O Brasil dispõe dos instrumentos legais necessários para controlar suas riquezas minerais, mas falha em convertê-los em desenvolvimento industrial. Esta é a avaliação de Luciana Bauer, ex-juíza federal e especialista em justiça e direito climático, que classifica a situação como um 'vazio estratégico' ameaçando a soberania nacional em meio à disputa global por insumos essenciais. Paralelamente, um Projeto de Lei que visa instituir a Política Nacional de Minerais Críticos e Estratégicos avança na Câmara dos Deputados.
Falta de Estratégia e Cenário Geopolítico
Para Luciana Bauer, fundadora do Instituto Jusclima, a ausência de um plano estratégico com metas de longo prazo para o desenvolvimento tecnológico e industrial impede o país de aproveitar plenamente seu potencial geológico. Este cenário é agravado pela competição entre potências como China e Estados Unidos pelo controle de jazidas de minerais críticos e terras raras, insumos fundamentais para as indústrias de tecnologia, automobilística, defesa e para a transição energética global.
A especialista ressalta que, embora a Constituição Federal estabeleça a soberania brasileira sobre o subsolo e as commodities minerais, é imperativo 'densificar' esses princípios constitucionais em estratégias concretas para que os recursos beneficiem a população. Um estudo elaborado por Bauer e o cientista político Pedro Costa para a Rede Soberania conclui que “só possuir recursos minerais não assegura vantagem estratégica”.

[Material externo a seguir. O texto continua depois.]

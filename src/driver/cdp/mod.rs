//! [`Driver`] over a Chrome page through `eoka`.
//!
//! Reads and scripted actions run as injected JavaScript against a handle
//! registry. Native actions go through eoka's input methods: clicks land on
//! the element's center in page coordinates, keys go to the focused element,
//! and pointer moves are raw CDP mouse events. The page is never modified to
//! address an element. A native click on a covered element fails, so the
//! executor falls through to scripted dispatch. Cross-origin frames cannot be
//! entered.

mod scripts;

use async_trait::async_trait;
use base64::{engine::general_purpose::STANDARD as BASE64, Engine};
use eoka::{Browser, Page};
use serde::de::DeserializeOwned;
use serde::{Deserialize, Serialize};
use serde_json::{json, Value};
use tracing::debug;

use super::{
    DomEvent, Driver, ElementHandle, ElementScroll, MouseButton, Query, Scope, ScrollState,
    SelectOption,
};
use crate::config::BrowserConfig;
use crate::marks::{ElementDescriptor, ElementMap};
use crate::{Error, Result};

/// Wait for the overlay to paint before capturing.
const OVERLAY_PAINT_MS: u64 = 50;

#[derive(Deserialize)]
struct Reply {
    ok: Option<Value>,
    err: Option<String>,
}

/// JSON literal usable inline in a script.
fn lit<T: Serialize + ?Sized>(value: &T) -> Result<String> {
    Ok(serde_json::to_string(value)?)
}

fn scope_arg(scope: Scope) -> Value {
    match scope {
        Scope::Document => json!({ "kind": "document" }),
        Scope::Element(el) => json!({ "kind": "element", "id": el.0 }),
        Scope::ShadowRoot(el) => json!({ "kind": "shadow", "id": el.0 }),
    }
}

fn query_arg(query: &Query) -> Value {
    match query {
        Query::Css(s) => json!({ "css": s }),
        Query::XPath(s) => json!({ "xpath": s }),
        Query::Text(s) => json!({ "text": s }),
    }
}

fn handles(ids: Vec<u64>) -> Vec<ElementHandle> {
    ids.into_iter().map(ElementHandle).collect()
}

/// Chrome-backed driver.
pub struct CdpDriver {
    browser: Browser,
    page: Page,
    /// Entered frames, outermost first.
    frames: Vec<ElementHandle>,
}

impl CdpDriver {
    /// Launch a browser with the given configuration and open a blank page.
    pub async fn launch(config: &BrowserConfig) -> Result<Self> {
        let stealth = eoka::StealthConfig {
            headless: config.headless,
            proxy: config.proxy.clone(),
            user_agent: config.user_agent.clone(),
            viewport_width: config.viewport.as_ref().map(|v| v.width).unwrap_or(1280),
            viewport_height: config.viewport.as_ref().map(|v| v.height).unwrap_or(720),
            ..Default::default()
        };

        debug!(
            "Launching browser (headless: {}, proxy: {:?})",
            config.headless, config.proxy
        );
        let browser = Browser::launch_with_config(stealth).await?;
        let page = browser.new_page("about:blank").await?;

        Ok(Self {
            browser,
            page,
            frames: Vec::new(),
        })
    }

    pub fn page(&self) -> &Page {
        &self.page
    }

    pub async fn goto(&mut self, url: &str) -> Result<()> {
        self.frames.clear();
        self.page.goto(url).await?;
        Ok(())
    }

    pub async fn screenshot(&self) -> Result<Vec<u8>> {
        Ok(self.page.screenshot().await?)
    }

    /// PNG with every mark's index drawn at its viewport position.
    pub async fn annotated_screenshot(&mut self, marks: &ElementMap) -> Result<Vec<u8>> {
        if marks.is_empty() {
            return self.screenshot().await;
        }
        let data: Vec<Value> = marks
            .iter()
            .filter_map(|m| {
                let (x, y) = m.hit_point()?;
                Some(json!({ "i": m.id, "x": x, "y": y }))
            })
            .collect();
        let body = format!("const __marks = {};\n{}", lit(&data)?, scripts::OVERLAY_JS);
        self.call::<Value>(&body).await?;
        self.page.wait(OVERLAY_PAINT_MS).await;
        let png = self.screenshot().await;
        self.call::<Value>(scripts::REMOVE_OVERLAY_JS).await?;
        png
    }

    /// Annotated screenshot as base64, for transports that carry text.
    pub async fn annotated_screenshot_b64(&mut self, marks: &ElementMap) -> Result<String> {
        Ok(BASE64.encode(self.annotated_screenshot(marks).await?))
    }

    pub async fn close(self) -> Result<()> {
        self.browser.close().await?;
        Ok(())
    }

    /// Run a script body (which `return`s a JSON-able value) in the page with
    /// the handle helpers in scope.
    async fn call<T: DeserializeOwned>(&self, body: &str) -> Result<T> {
        let frame = match self.frames.last() {
            Some(f) => f.0.to_string(),
            None => "null".into(),
        };
        let js = format!(
            "(() => {{\nconst __frame = {};\n{}\ntry {{\nconst __v = (() => {{\n{}\n}})();\nreturn JSON.stringify({{ ok: __v === undefined ? null : __v }});\n}} catch (e) {{\nreturn JSON.stringify({{ err: String((e && e.message) || e) }});\n}}\n}})()",
            frame,
            scripts::PRELUDE,
            body
        );
        let raw: String = self.page.evaluate(&js).await?;
        let reply: Reply = serde_json::from_str(&raw)?;
        if let Some(err) = reply.err {
            return Err(if err.starts_with(scripts::STALE_MARKER) {
                Error::Stale(err)
            } else {
                Error::Driver(err)
            });
        }
        Ok(serde_json::from_value(reply.ok.unwrap_or(Value::Null))?)
    }

    /// Script against one element, bound as `el`.
    async fn on<T: DeserializeOwned>(&self, el: ElementHandle, body: &str) -> Result<T> {
        self.call(&format!("const el = __get({});\n{}", el.0, body))
            .await
    }

    /// Page coordinates of the element's center, provided the element is
    /// visible and is the topmost element there.
    async fn native_point(&self, el: ElementHandle) -> Result<(f64, f64)> {
        let point: Option<Value> = self
            .on(
                el,
                "if (!__visible(el)) return null;\n\
                 const r = el.getBoundingClientRect();\n\
                 const root = el.getRootNode();\n\
                 const doc = root.elementFromPoint ? root : el.ownerDocument;\n\
                 const hit = doc.elementFromPoint(r.left + r.width / 2, r.top + r.height / 2);\n\
                 if (hit && hit !== el && !el.contains(hit)) return { covered: hit.tagName.toLowerCase() };\n\
                 return __center(el);",
            )
            .await?;
        let point = point.ok_or_else(|| {
            Error::Driver(format!("element #{} is not interactable", el.0))
        })?;
        if let Some(cover) = point["covered"].as_str() {
            return Err(Error::Driver(format!(
                "element click intercepted on #{} by <{}>",
                el.0, cover
            )));
        }
        Ok((
            point["x"].as_f64().unwrap_or(0.0),
            point["y"].as_f64().unwrap_or(0.0),
        ))
    }

    async fn focus_element(&self, el: ElementHandle) -> Result<()> {
        self.on::<Value>(el, "el.focus(); return null;").await?;
        Ok(())
    }
}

Tramitação do Projeto de Lei
A Rede Soberania, coletivo formado por representantes de organizações sociais e especialistas, apresentou recomendações ao deputado federal Arnaldo Jardim (Cidadania-SP), relator do Projeto de Lei nº 2.780/2024. Este PL tem como propósito instituir a Política Nacional de Minerais Críticos e Estratégicos. O parecer de Jardim foi apresentado na última segunda-feira (4), com expectativa de leitura e votação em plenário para a terça-feira (5).
O relator informou que seu parecer incorporou sugestões de entidades, órgãos e especialistas do setor de mineração, da indústria e do Poder Público. O objetivo é assegurar que o Brasil utilize suas reservas de minerais estratégicos para desenvolver uma cadeia industrial interna, com foco em produtos de maior valor agregado. Jardim enfatizou que a discussão vai além da simples extração, tratando da definição do papel do Brasil: ser fornecedor de matéria-prima ou protagonista na geração de valor, tecnologia e desenvolvimento.
Análise da Especialista e Modelo Híbrido
Apesar de reconhecer aspectos positivos, Luciana Bauer considera o PL nº 2.780/2024 um 'marco regulatório mínimo'. Para ela, o texto, caso aprovado na Câmara dos Deputados, demandará aprofundamento e aperfeiçoamento no Senado. A especialista argumenta que, embora o projeto adote o 'modelo híbrido' de gestão que defende – que afasta a criação imediata de uma estatal com monopólio –, ainda falta um maior detalhamento dos princípios constitucionais para garantir a segurança territorial e da exploração dos recursos, além de um planejamento estratégico mais robusto para a defesa da soberania nacional.
O 'modelo híbrido' de gestão dos recursos minerais estratégicos, defendido pela Rede Soberania e pelos autores do estudo, prioriza o controle das cadeias de valor – refino, processamento e aplicação tecnológica – em detrimento da mera posse dos recursos. Luciana Bauer esclarece que essa abordagem permite a atuação de atores privados, mesmo com a eventual criação de uma empresa estatal, citando o modelo chinês de coordenação e controle regulatório como referência.